TLDR: Convert your problem file with Sublime Text by opening the file and using “Save with encoding” as utf-8. Alternatively, use  iconv -t UTF-8//TRANSLIT -c Zip_Zhvi_SingleFamilyResidence.csv > new_file.csv
When does this error happen?
I wanted to parse the housing data from Zillow at their research page. Zip code is a great measure of single family home real estate values.

However, when I download this data set as “Zip_Zhvi_SingleFamilyResidence.csv”, I could not simply load this data into pandas.

This last line seemed like the clue:
UnicodeDecodeError: 'utf-8' codec can't decode byte 0xf1 in position 4: invalid continuation byte
Well, what format is that file?
Using a Mac, we can use file -I <file_name>
![]()
Oh, great! its “us-ascii”, we just pass that encoding into pandas right?

Oh maybe, I need to specify the encoding I want. WHY PANDAS, WHY!?

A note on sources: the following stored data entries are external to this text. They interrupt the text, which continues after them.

//! Bloom Letter - Entry point for the Iced GUI application.

use bloom_letter::animation::{Easing, GardenState, LetterState, SkyState, Timeline};
use bloom_letter::canvas::{Bursts, Garden, NightSky};
use bloom_letter::styles::{letter_card_style, open_button_style};
use bloom_letter::{
    palette, FireworkSpawner, GardenLayout, Scene, ScenePalette, Viewport, FIREWORK_INTERVAL_MS,
    LETTER_HOVER_SCALE, LETTER_PADDING, LETTER_WIDTH, TICK_INTERVAL_MS, TITLE_REVEAL_DELAY_MS,
};

use iced::alignment::{Horizontal, Vertical};
use iced::time::{self, Duration};
use iced::widget::canvas::{self, Canvas};
use iced::widget::{button, column, container, mouse_area, stack, text, Space};
use iced::{window, Element, Length, Size, Subscription, Task};
use rand::rngs::StdRng;
use rand::SeedableRng;
use std::time::Instant;
use tracing::info;

const CLOSED_CAPTION: &str = "With love, on our special day";
const OPEN_BUTTON_LABEL: &str = "Open Letter";
const TITLE: &str = "Happy 5 Year Anniversary";
const MESSAGE: &str = "Ashley, these five years have bloomed into something beautiful.\n\n\
I love you more than words can express.";

/// Application state.
struct App {
    scene: Scene,
    viewport: Viewport,
    layout: GardenLayout,
    spawner: FireworkSpawner,
    rng: StdRng,
    sky_state: SkyState,
    garden_state: GardenState,
    letter_state: LetterState,
    bursts_cache: canvas::Cache,
    /// Monotonic clock sampled once per frame; every view reads this instead
    /// of calling `Instant::now` itself.
    now: Instant,
}

/// Application messages.
#[derive(Debug, Clone, Copy)]
enum Message {
    LetterHovered(bool),
    LetterClicked,
    RevealTitle,
    Tick,
    SpawnTick,
    Resized(Size),
}

impl App {
    fn init() -> (Self, Task<Message>) {
        let mut rng = StdRng::from_entropy();
        let viewport = Viewport::default();
        let layout = GardenLayout::generate(viewport, &mut rng);

        let app = Self {
            scene: Scene::default(),
            viewport,
            layout,
            spawner: FireworkSpawner::new(),
            rng,
            sky_state: SkyState::default(),
            garden_state: GardenState::default(),
            letter_state: LetterState::default(),
            bursts_cache: canvas::Cache::default(),
            now: Instant::now(),
        };

        // The default viewport is a placeholder until the real window size
        // arrives.
        let measure = window::latest()
            .and_then(window::size)
            .map(Message::Resized);

        (app, measure)
    }

    fn update(&mut self, message: Message) -> Task<Message> {
        match message {
            Message::LetterHovered(hovered) => {
                self.letter_state.set_hovered(hovered);
                Task::none()
            }
            Message::LetterClicked => {
                let now = Instant::now();
                if !self.scene.open(now) {
                    return Task::none();
                }
                info!("letter opened");

                self.garden_state.restart();
                self.spawner.set_active(true);

                // Title reveal follows after a fixed pause. Scheduled only on
                // the Closed -> Opened edge, so it can never double-fire.
                Task::future(async {
                    tokio::time::sleep(Duration::from_millis(TITLE_REVEAL_DELAY_MS)).await;
                    Message::RevealTitle
                })
            }
            Message::RevealTitle => {
                if self.scene.reveal(Instant::now()) {
                    info!("title revealed");
                }
                Task::none()
            }
            Message::Tick => {
                self.now = Instant::now();
                self.sky_state.update();
                self.letter_state.update();
                if self.scene.is_open() {
                    self.garden_state.update();
                    self.spawner.prune(self.now);
                    self.bursts_cache.clear();
                }
                Task::none()
            }
            Message::SpawnTick => {
                self.spawner.tick(Instant::now(), self.viewport, &mut self.rng);
                Task::none()
            }
            Message::Resized(size) => {
                self.viewport = Viewport::from_size(size);
                self.layout = GardenLayout::generate(self.viewport, &mut self.rng);
                self.sky_state.cache.clear();
                self.garden_state.cache.clear();
                self.bursts_cache.clear();
                Task::none()
            }
        }
    }

    fn subscription(&self) -> Subscription<Message> {
        let ticks = time::every(Duration::from_millis(TICK_INTERVAL_MS)).map(|_| Message::Tick);
        let resizes = window::resize_events().map(|(_id, size)| Message::Resized(size));

        let mut subs = vec![ticks, resizes];
        if self.spawner.is_active() {
            subs.push(
                time::every(Duration::from_millis(FIREWORK_INTERVAL_MS))
                    .map(|_| Message::SpawnTick),
            );
        }
        Subscription::batch(subs)
    }

    fn view(&self) -> Element<'_, Message> {
        let pal = palette();

        let sky = Canvas::new(NightSky::<Message>::new(
            &self.sky_state,
            &self.layout.stars,
            pal,
        ))
        .width(Length::Fill)
        .height(Length::Fill);

        let mut layers: Vec<Element<'_, Message>> = vec![sky.into()];

        if self.scene.is_open() {
            layers.push(
                Canvas::new(Bursts::<Message>::new(
                    &self.bursts_cache,
                    self.spawner.live(),
                    self.now,
                ))
                .width(Length::Fill)
                .height(Length::Fill)
                .into(),
            );
            layers.push(
                Canvas::new(Garden::<Message>::new(&self.garden_state, &self.layout, pal))
                    .width(Length::Fill)
                    .height(Length::Fill)
                    .into(),
            );
            layers.push(self.opened_letter(pal));
        } else {
            layers.push(self.closed_letter(pal));
        }

        stack(layers)
            .width(Length::Fill)
            .height(Length::Fill)
            .into()
    }

    /// The closed card: caption plus the open button, scaling up slightly
    /// while hovered.
    fn closed_letter(&self, pal: ScenePalette) -> Element<'_, Message> {
        let hover = self.letter_state.hover_progress();
        let scale = 1.0 + LETTER_HOVER_SCALE * hover;

        let caption = text(CLOSED_CAPTION)
            .size(18.0 * scale)
            .style(move |_| iced::widget::text::Style {
                color: Some(pal.letter_muted),
            });

        let open_button = button(text(OPEN_BUTTON_LABEL).size(16.0 * scale))
            .padding([10, 24])
            .style(open_button_style(pal))
            .on_press(Message::LetterClicked);

        let card = container(
            column![
                caption,
                Space::new().height(Length::Fixed(20.0)),
                open_button,
            ]
            .align_x(iced::Alignment::Center),
        )
        .padding(LETTER_PADDING * scale)
        .width(Length::Fixed(LETTER_WIDTH * scale))
        .style(letter_card_style(pal, 1.0));

        let interactive = mouse_area(card)
            .on_enter(Message::LetterHovered(true))
            .on_exit(Message::LetterHovered(false));

        container(interactive)
            .width(Length::Fill)
            .height(Length::Fill)
            .align_x(Horizontal::Center)
            .align_y(Vertical::Center)
            .into()
    }

    /// The opened card: fades in, message first, the title joining it once
    /// the reveal fires.
    fn opened_letter(&self, pal: ScenePalette) -> Element<'_, Message> {
        let since_open = self
            .scene
            .opened_at()
            .map(|at| self.now.saturating_duration_since(at).as_secs_f32())
            .unwrap_or(0.0);

        let card_fade = Timeline::new(0.0, 0.5, Easing::EaseOut).progress(since_open);
        let message_fade = Timeline::new(0.5, 0.4, Easing::EaseOut).progress(since_open);
        // Entrance pop: the card grows from 80% to full width as it fades in.
        let pop = 0.8 + 0.2 * card_fade;

        let mut content: Vec<Element<'_, Message>> = Vec::new();

        if let Some(revealed_at) = self.scene.revealed_at() {
            let since_reveal = self.now.saturating_duration_since(revealed_at).as_secs_f32();
            let title_fade = Timeline::new(0.0, 0.5, Easing::EaseOut).progress(since_reveal);
            content.push(
                text(TITLE)
                    .size(32)
                    .align_x(Horizontal::Center)
                    .style(move |_| iced::widget::text::Style {
                        color: Some(iced::Color {
                            a: title_fade,
                            ..pal.letter_text
                        }),
                    })
                    .into(),
            );
            content.push(Space::new().height(Length::Fixed(16.0)).into());
        }

        content.push(
            text(MESSAGE)
                .size(18)
                .align_x(Horizontal::Center)
                .style(move |_| iced::widget::text::Style {
                    color: Some(iced::Color {
                        a: message_fade,
                        ..pal.letter_muted
                    }),
                })
                .into(),
        );

        let card = container(column(content).align_x(iced::Alignment::Center))
            .padding(LETTER_PADDING * pop)
            .width(Length::Fixed((LETTER_WIDTH + 2.0 * LETTER_PADDING) * pop))
            .style(letter_card_style(pal, card_fade));

        container(card)
            .width(Length::Fill)
            .height(Length::Fill)
            .align_x(Horizontal::Center)
            .align_y(Vertical::Center)
            .into()
    }
}

fn main() -> iced::Result {
    tracing_subscriber::fmt()
        .with_env_filter(
            tracing_subscriber::EnvFilter::try_from_default_env()
                .unwrap_or_else(|_| tracing_subscriber::EnvFilter::new("info")),
        )
        .init();

    fn get_theme(_: &App) -> iced::Theme {
        iced::Theme::Dark
    }

    iced::application(App::init, App::update, App::view)
        .title("Bloom Letter")
        .subscription(App::subscription)
        .theme(get_theme)
        .run()
}
//! Flagline: operator CLI for targeting rules and experiments.
//!
//! Builds the store once from configuration and hands it to the engines.

mod commands;

use clap::{Parser, Subcommand};
use flagline_core::config::{AppConfig, StoreBackend};
use std::path::PathBuf;
use tracing::{info, warn};

#[derive(Parser, Debug)]
#[command(name = "flagline")]
#[command(about = "Targeting rules, sticky experiment assignment and results")]
#[command(version)]
struct Cli {
    /// TOML configuration file
    #[arg(long, env = "FLAGLINE_CONFIG")]
    config: Option<PathBuf>,

    /// Store backend (overrides config): memory or redis
    #[arg(long, value_parser = ["memory", "redis"])]
    backend: Option<String>,

    /// Redis URL (overrides config)
    #[arg(long)]
    redis_url: Option<String>,

    #[command(subcommand)]
    command: Command,
}

#[derive(Subcommand, Debug)]
enum Command {
    /// Evaluate rules from a JSON file against a context
    Evaluate {
        #[arg(long)]
        rules: PathBuf,
        /// Context as a JSON object
        #[arg(long, default_value = "{}")]
        context: String,
    },
    /// Load rules, segments and experiments from a JSON file
    Import {
        #[arg(long)]
        file: PathBuf,
    },
    /// Assign (or look up) a user's variant
    Assign {
        experiment: String,
        user_id: String,
        #[arg(long, default_value = "{}")]
        context: String,
    },
    /// Record one metric observation
    Record {
        experiment: String,
        variant: String,
        metric: String,
        #[arg(allow_negative_numbers = true)]
        value: f64,
    },
    /// Print per-variant results
    Results { experiment: String },
    /// Print the value served for a feature flag (null when missing or disabled)
    Flag { key: String },
    /// Record one sample of a catalogue metric
    Sample {
        metric: String,
        #[arg(allow_negative_numbers = true)]
        value: f64,
        /// Label as key=value; repeatable
        #[arg(long = "label")]
        labels: Vec<String>,
    },
    /// Aggregate a catalogue metric over a recent range
    Aggregate {
        metric: String,
        #[arg(long, value_parser = ["hour", "day", "week", "month"], default_value = "day")]
        range: String,
        /// Label filter as key=value; repeatable
        #[arg(long = "label")]
        labels: Vec<String>,
    },
}

impl Command {
    /// Everything but `evaluate` reads or writes state that must outlive the process.
    fn needs_persistent_store(&self) -> bool {
        !matches!(self, Command::Evaluate { .. })
    }
}

#[tokio::main]
async fn main() -> anyhow::Result<()> {
    // Logs go to stderr so stdout stays machine-readable.
    tracing_subscriber::fmt()
        .with_env_filter(
            tracing_subscriber::EnvFilter::try_from_default_env()
                .unwrap_or_else(|_| "flagline=info".into()),
        )
        .with_writer(std::io::stderr)
        .json()
        .init();

    let cli = Cli::parse();

    let mut config = AppConfig::load_from(cli.config.as_deref()).unwrap_or_else(|e| {
        warn!(error = %e, "Failed to load config, using defaults");
        AppConfig::default()
    });

    // Apply CLI overrides
    match cli.backend.as_deref() {
        Some("redis") => config.store.backend = StoreBackend::Redis,
        Some("memory") => config.store.backend = StoreBackend::Memory,
        _ => {}
    }
    if let Some(url) = cli.redis_url {
        config.store.urls = vec![url];
    }

    info!(backend = ?config.store.backend, "Configuration loaded");

    commands::ensure_backend(&cli.command, config.store.backend)?;
    let store = flagline_store::connect(&config.store).await?;
    commands::run(cli.command, store, &config).await
}
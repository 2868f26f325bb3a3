//! Store-backed feature flag CRUD.

use chrono::Utc;
use flagline_core::types::{FeatureFlag, FeatureFlagUpdate};
use flagline_core::{FlagError, FlagResult};
use flagline_store::codec::{decode_hash, encode_hash};
use flagline_store::KvStore;
use std::sync::Arc;
use tracing::{debug, info};

const FLAG_INDEX: &str = "flags";

fn flag_key(key: &str) -> String {
    format!("flag:{key}")
}

#[derive(Clone)]
pub struct FlagService {
    store: Arc<dyn KvStore>,
}

impl FlagService {
    pub fn new(store: Arc<dyn KvStore>) -> Self {
        Self { store }
    }

    /// Store a new flag. Fails with [`FlagError::Conflict`] if the key is taken.
    pub async fn create_flag(&self, flag: FeatureFlag) -> FlagResult<FeatureFlag> {
        validate(&flag)?;
        if self.store.exists(&flag_key(&flag.key)).await? {
            return Err(FlagError::Conflict(format!(
                "flag '{}' already exists",
                flag.key
            )));
        }
        self.store
            .set_hash(&flag_key(&flag.key), &encode_hash(&flag)?)
            .await?;
        self.store.add_to_set(FLAG_INDEX, &flag.key).await?;
        info!(flag = %flag.key, flag_type = ?flag.flag_type, "Feature flag created");
        Ok(flag)
    }

    pub async fn get_flag(&self, key: &str) -> FlagResult<Option<FeatureFlag>> {
        match self.store.get_hash(&flag_key(key)).await? {
            Some(fields) => Ok(Some(decode_hash(fields)?)),
            None => Ok(None),
        }
    }

    /// Apply a partial update. `None` if there is no such flag; the merged
    /// flag must still type-check or nothing is written.
    pub async fn update_flag(
        &self,
        key: &str,
        update: FeatureFlagUpdate,
    ) -> FlagResult<Option<FeatureFlag>> {
        let Some(mut flag) = self.get_flag(key).await? else {
            return Ok(None);
        };
        update.apply(&mut flag);
        validate(&flag)?;
        flag.updated_at = Utc::now();
        self.store
            .set_hash(&flag_key(key), &encode_hash(&flag)?)
            .await?;
        info!(flag = %key, enabled = flag.enabled, "Feature flag updated");
        Ok(Some(flag))
    }

    pub async fn delete_flag(&self, key: &str) -> FlagResult<bool> {
        let hash_key = flag_key(key);
        if !self.store.exists(&hash_key).await? {
            return Ok(false);
        }
        self.store.delete(&hash_key).await?;
        self.store.remove_from_set(FLAG_INDEX, key).await?;
        info!(flag = %key, "Feature flag deleted");
        Ok(true)
    }

    /// All flags, sorted by key.
    pub async fn list_flags(&self) -> FlagResult<Vec<FeatureFlag>> {
        let mut keys: Vec<String> = self.store.members_of(FLAG_INDEX).await?.into_iter().collect();
        keys.sort();
        let mut flags = Vec::with_capacity(keys.len());
        for key in keys {
            if let Some(flag) = self.get_flag(&key).await? {
                flags.push(flag);
            }
        }
        Ok(flags)
    }

    /// The value to serve for `key`: `None` when the flag is missing or disabled.
    pub async fn flag_value(&self, key: &str) -> FlagResult<Option<serde_json::Value>> {
        match self.get_flag(key).await? {
            Some(flag) if flag.enabled => Ok(Some(flag.value)),
            Some(_) => {
                debug!(flag = %key, "Feature flag disabled");
                Ok(None)
            }
            None => Ok(None),
        }
    }
}

fn validate(flag: &FeatureFlag) -> FlagResult<()> {
    if flag.key.is_empty() {
        return Err(FlagError::Validation("flag key must not be empty".into()));
    }
    if flag.name.is_empty() {
        return Err(FlagError::Validation(format!(
            "flag '{}' must have a name",
            flag.key
        )));
    }
    if !flag.flag_type.accepts(&flag.value) {
        return Err(FlagError::Validation(format!(
            "flag '{}' value {} does not match type {:?}",
            flag.key, flag.value, flag.flag_type
        )));
    }
    Ok(())
}

#[cfg(test)]
mod tests {
    use super::*;
    use flagline_core::types::FlagType;
    use flagline_store::MemoryStore;
    use serde_json::json;

    fn service() -> FlagService {
        FlagService::new(Arc::new(MemoryStore::new()))
    }

    fn dark_mode() -> FeatureFlag {
        FeatureFlag::new("dark-mode", "Dark mode", FlagType::Boolean, json!(false))
            .with_tags(vec!["ui".into()])
    }

    #[tokio::test]
    async fn test_flag_crud() {
        let svc = service();
        let created = svc.create_flag(dark_mode()).await.unwrap();
        svc.create_flag(FeatureFlag::new(
            "checkout-copy",
            "Checkout copy",
            FlagType::String,
            json!("Buy now"),
        ))
        .await
        .unwrap();

        let stored = svc.get_flag("dark-mode").await.unwrap().unwrap();
        assert_eq!(stored, created);

        let keys: Vec<_> = svc
            .list_flags()
            .await
            .unwrap()
            .into_iter()
            .map(|f| f.key)
            .collect();
        assert_eq!(keys, vec!["checkout-copy", "dark-mode"]);

        assert!(svc.delete_flag("dark-mode").await.unwrap());
        assert!(!svc.delete_flag("dark-mode").await.unwrap());
        assert!(svc.get_flag("dark-mode").await.unwrap().is_none());
        assert_eq!(svc.list_flags().await.unwrap().len(), 1);
    }

    #[tokio::test]
    async fn test_duplicate_key_is_a_conflict() {
        let svc = service();
        svc.create_flag(dark_mode()).await.unwrap();
        let err = svc.create_flag(dark_mode()).await.unwrap_err();
        assert!(matches!(err, FlagError::Conflict(_)));
    }

    #[tokio::test]
    async fn test_partial_update_keeps_other_fields() {
        let svc = service();
        let created = svc.create_flag(dark_mode()).await.unwrap();

        let updated = svc
            .update_flag(
                "dark-mode",
                FeatureFlagUpdate {
                    value: Some(json!(true)),
                    ..FeatureFlagUpdate::default()
                },
            )
            .await
            .unwrap()
            .unwrap();
        assert_eq!(updated.value, json!(true));
        assert_eq!(updated.name, "Dark mode");
        assert_eq!(updated.tags, vec!["ui"]);
        assert_eq!(updated.created_at, created.created_at);
        assert!(updated.updated_at >= created.updated_at);

        let reread = svc.get_flag("dark-mode").await.unwrap().unwrap();
        assert_eq!(reread, updated);

        assert!(svc
            .update_flag("ghost", FeatureFlagUpdate::default())
            .await
            .unwrap()
            .is_none());
    }

    #[tokio::test]
    async fn test_values_must_match_their_type() {
        let svc = service();
        let err = svc
            .create_flag(FeatureFlag::new("limit", "Limit", FlagType::Number, json!("ten")))
            .await
            .unwrap_err();
        assert!(matches!(err, FlagError::Validation(_)));

        svc.create_flag(FeatureFlag::new(
            "layout",
            "Layout",
            FlagType::Json,
            json!({"columns": 3}),
        ))
        .await
        .unwrap();

        // A type change without a matching value is rejected and not written.
        svc.create_flag(dark_mode()).await.unwrap();
        let err = svc
            .update_flag(
                "dark-mode",
                FeatureFlagUpdate {
                    flag_type: Some(FlagType::Number),
                    ..FeatureFlagUpdate::default()
                },
            )
            .await
            .unwrap_err();
        assert!(matches!(err, FlagError::Validation(_)));
        let stored = svc.get_flag("dark-mode").await.unwrap().unwrap();
        assert_eq!(stored.flag_type, FlagType::Boolean);
    }

    #[tokio::test]
    async fn test_disabled_flag_serves_nothing() {
        let svc = service();
        svc.create_flag(dark_mode()).await.unwrap();
        assert_eq!(svc.flag_value("dark-mode").await.unwrap(), Some(json!(false)));

        svc.update_flag(
            "dark-mode",
            FeatureFlagUpdate {
                enabled: Some(false),
                ..FeatureFlagUpdate::default()
            },
        )
        .await
        .unwrap();
        assert_eq!(svc.flag_value("dark-mode").await.unwrap(), None);
        assert_eq!(svc.flag_value("ghost").await.unwrap(), None);
    }
}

Why does this error happen?
Some encoding error has occurred, maybe because you accidentally opened Excel before opening ipython or Zillow saves in a crazy format.
Awesome, lets just convert it
Let’s use the *nix program iconv to convert the file. According to the man page (man iconv), “The iconv program converts text form one encoding to another encoding. Great!![]()
Let’s use this.
iconv -f us-ascii -t utf-8 < Zip_Zhvi_SingleFamilyResidence.csv > new_zip_code_file.csv
![]()
“cannot convert”
But iconv, that’s your only job… you know, unix philosophy, one program, one job done well etc etc.
Turns out if you use “//TRANSLIT” appended to the encoding, characters are transliterated when needed and
possible (man page)
Solution 1 – iconv with //TRANSLIT
> iconv -t UTF-8//TRANSLIT -c Zip_Zhvi_SingleFamilyResidence.csv > new_file.csv
> mv new_file.csv Zip_Zhvi_SingleFamilyResidence.csv
Solution 2 (easier to remember) – Sublime Text
Is there a better free editor than Sublime? Be a good citizen and buy your license.
Step 1: Open your file in Sublime Text
Step 2: Save with Encoding > UTF-8
DONE!

read_csv to your hearts desire 🙂
ipython> data = pd.read_csv("new_file.csv")